I was accused of taking one year, admittedly the worst on record, and extrapolating rashly.
The above is the rainfall chart for the last three years. Still not pretty.
Today there was a conference regarding the rising levels of suicide and depression in Australian farmers. It takes more than one year of bad weather to break a farmer's spirit.
The picture above is of Lake Wendouree in central Victoria. It didn't get to that state in one year.
The chart above is the level of water in Melbourne's catchments. For some years rainfall met demand but there was not sufficient to actually build reserves. As of this morning's papers our catchments are at 29.3% of capacity. It takes more than one year for that to happen. (The Thompson Reservoir, the reservoir that would 'drought proof' Melbourne is at 17.5% capacity.)
There is talk of ceasing to provide irrigation water to the farmers of the Murray-Darling basin. That situation does not happen after just one year.
So...does this point the finger at climate change? Or is it just one of those 'things'? A pigeon in the turbine of life? Or ostrich, perhaps. We certainly have plenty of sand.
I am told that it is the height of hubris to think that humans could effect climate change.
It is the height of stupidity to think we couldn't.
We effect climate change on the small scale every day - heating and cooling our little pieces of a local climate in houses and cars. We build our lives around modifying our environments.

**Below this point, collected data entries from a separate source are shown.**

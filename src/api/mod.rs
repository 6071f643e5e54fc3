mod handlers;
mod types;
mod state;
pub use handlers::*;
pub use types::*;
pub use state::*;

use tokio::net::TcpListener;
use axum::{
    Router,
    routing::get
};
use tower_http::cors::{Any, CorsLayer};
use std::sync::Arc;
use std::net::SocketAddr;
use tracing::info;
use anyhow::Result;
use std::time::Duration;

pub fn router(state: AppState) -> Router {
    let cors = CorsLayer::new()
        .allow_origin(Any)
        .allow_methods([
            axum::http::Method::GET,
            axum::http::Method::OPTIONS,
        ])
        .allow_headers(Any)
        .max_age(Duration::from_secs(3600));

    Router::new()
        .route("/health", get(health_check))
        .route("/percentile", get(get_percentile))
        .route("/tables", get(get_reference_table))
        .layer(cors)
        .with_state(Arc::new(state))
}

pub async fn serve(host: String, port: u16, state: AppState) -> Result<()> {
    let app = router(state);

    let addr = format!("{}:{}", host, port)
        .parse::<SocketAddr>()?;

    let listener = TcpListener::bind(&addr).await?;

    info!("API server listening on {}", addr);

    axum::serve(listener, app)
        .await
        .map_err(|e| anyhow::anyhow!("Server error: {}", e))?;

    Ok(())
}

Why is it that some people think that we and our actions cannot impact on the larger environment? The arguments seem to be either that it is so big that nothing we do will have an impact or than any impact we have is out of all proportion to the natural cycles.
If the people concerned about the environment are showing the height of hubris, the people who think they can chuck any crap they like into the environment and not stuff it up for everyone else are showing far too much humility for my liking.